El circuito del teatro independiente de la provincia, las producciones de café concert y los monólogos de autor que abordan las problemáticas de la mediana edad desde una perspectiva satírica sumarán una destacada e idónea propuesta de humor en la cartelera de la Capital, consolidando un espacio de reflexión que promete la identificación directa de la audiencia con las peripecias del protagonista. Este viernes 26 de junio a partir de las 22, las instalaciones de la Sala Central de la Sala Ana Frank (situada en calle Maipú 230 del centro mendocino) albergarán el desarrollo del unipersonal De profesión, contador, una de las creaciones más longevas y convocantes del actor local Daniel Encinas. La pieza, armada bajo una estructura de stand up y narrativa teatral, ya dispuso sus pases generales por un valor de $12.000.

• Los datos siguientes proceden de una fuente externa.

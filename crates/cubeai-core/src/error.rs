//! Error types for cubeai-core

use thiserror::Error;

/// Core error type
#[derive(Debug, Error)]
pub enum Error {
    /// The animation controller task is no longer running
    #[error("animation controller stopped")]
    AnimationStopped,

    /// Invalid configuration value
    #[error("invalid configuration: {field}")]
    InvalidConfig {
        /// Config field name
        field: String,
        /// Detailed message
        message: String,
    },

    /// Session key material is missing or malformed
    #[error("session error: {0}")]
    Session(String),
}

/// Result type alias
pub type Result<T> = std::result::Result<T, Error>;
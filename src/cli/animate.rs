//! `cubeai animate` — drive the timeline controller from the terminal.

use crate::config::AppConfig;
use anyhow::Result;
use cubeai_core::{AnimationCommand, AnimationController};
use tracing::info;

/// Run the animation for `ticks` timer ticks, printing frame positions.
pub async fn run(frames: usize, speed: Option<f64>, ticks: usize) -> Result<()> {
    let config = AppConfig::load(AppConfig::default_path()?)?;
    let speed = speed.unwrap_or(config.animation.default_speed);

    let controller = AnimationController::spawn(frames);
    let mut state_rx = controller.subscribe();

    controller.send(AnimationCommand::SetSpeed(speed)).await?;
    controller.send(AnimationCommand::Play).await?;

    let state = controller.state();
    info!(frames, speed = state.speed, "animation started");

    let mut seen = 0usize;
    while seen < ticks {
        if state_rx.changed().await.is_err() {
            break;
        }
        let state = *state_rx.borrow();
        if !state.is_playing {
            continue;
        }
        seen += 1;
        println!("tick {:>3}  frame {:>4}/{}", seen, state.current_frame, state.total_frames);
    }

    controller.send(AnimationCommand::Stop).await?;
    Ok(())
}
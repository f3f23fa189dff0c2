//! Error types for cubeai-chat

use thiserror::Error;

/// Fixed user-visible message shown after retries are exhausted.
pub const DISCONNECTED_MESSAGE: &str =
    "Unable to reach the CubeAI assistant. Please check your connection and try again.";

/// Chat error type
#[derive(Debug, Error)]
pub enum Error {
    /// Network/connection error
    #[error("network error: {0}")]
    Network(String),

    /// Request timed out
    #[error("timeout after {0}ms")]
    Timeout(u64),

    /// Server returned a non-success status
    #[error("api error (status {status}): {message}")]
    Api {
        /// HTTP status code
        status: u16,
        /// Response body or status text
        message: String,
    },

    /// None of the known response shapes matched
    #[error("invalid response format")]
    InvalidResponseFormat,

    /// Retries exhausted; the service is treated as disconnected
    #[error("{DISCONNECTED_MESSAGE}")]
    Disconnected,
}

impl Error {
    /// Whether the retry loop should try again on this error.
    ///
    /// Network failures, timeouts, and server-side (5xx) statuses are
    /// retryable; client errors and malformed responses are surfaced
    /// immediately.
    pub fn is_retryable(&self) -> bool {
        match self {
            Error::Network(_) | Error::Timeout(_) => true,
            Error::Api { status, .. } => *status >= 500,
            Error::InvalidResponseFormat | Error::Disconnected => false,
        }
    }
}

/// Result type alias
pub type Result<T> = std::result::Result<T, Error>;
//! Error types for the generation core

use thiserror::Error;

/// Main error type for the generation core
#[derive(Debug, Clone, PartialEq, Error)]
pub enum Error {
    #[error("configuration error: {0}")]
    Configuration(#[from] ConfigurationError),

    #[error("smoothing fraction {0} outside [0, 1]")]
    SmoothingFraction(f64),
}

impl Error {
    /// Whether this error signals a campaign/channel setup defect.
    pub fn is_configuration(&self) -> bool {
        matches!(self, Error::Configuration(_))
    }
}

/// Caller-side setup defects. Never transient, never retried.
#[derive(Debug, Clone, PartialEq, Error)]
pub enum ConfigurationError {
    #[error("no {attribute} entries configured for this campaign")]
    EmptyDomain { attribute: String },

    #[error("channel '{label}': base frequency {value} outside (0, 1]")]
    InvalidFrequency { label: String, value: f64 },

    #[error("channel '{label}': needs at least one octave, got {octaves}")]
    InvalidOctaves { label: String, octaves: u32 },

    #[error("channel '{label}': {parameter} must be positive and finite, got {value}")]
    NonPositive {
        label: String,
        parameter: &'static str,
        value: f64,
    },
}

La trama argumental de esta comedia sumerge a los espectadores en la caótica y estructurada cotidianidad de un profesional de las ciencias económicas, quien, agobiado por las exigencias del entorno y el peso de los mandatos familiares, decide patear el tablero para inscribirse en un taller de actuación. Ese aparente impulso azaroso modifica de manera sustancial toda su biografía, alterando para siempre su forma de vincularse con los números, el ejercicio de la docencia universitaria y la administración del plano afectivo. A partir de este disparador, el libreto construye una parodia sutil sobre los estereotipos de las profesiones tradicionales, transformando las crisis de ansiedad y los miedos cotidianos en herramientas para el estallido del humor.
La función ofrecerá un bloque continuo de entretenimiento y reflexión de 90 minutos de duración, constituyéndose como una actividad apta para todo público en el recinto de la Capital. En lo que respecta a las metodologías de acceso y organización de las ubicaciones, desde la producción del evento informaron que los pases se encuentran disponibles a través de los canales digitales habituales y que las taquillas del establecimiento se abrirán con antelación para el retiro de remanentes. Las escenas de este monólogo, colmadas de guiños a las costumbres de la región, prometen cerrar las jornadas laborales de la semana con un momento de distensión y risas compartidas.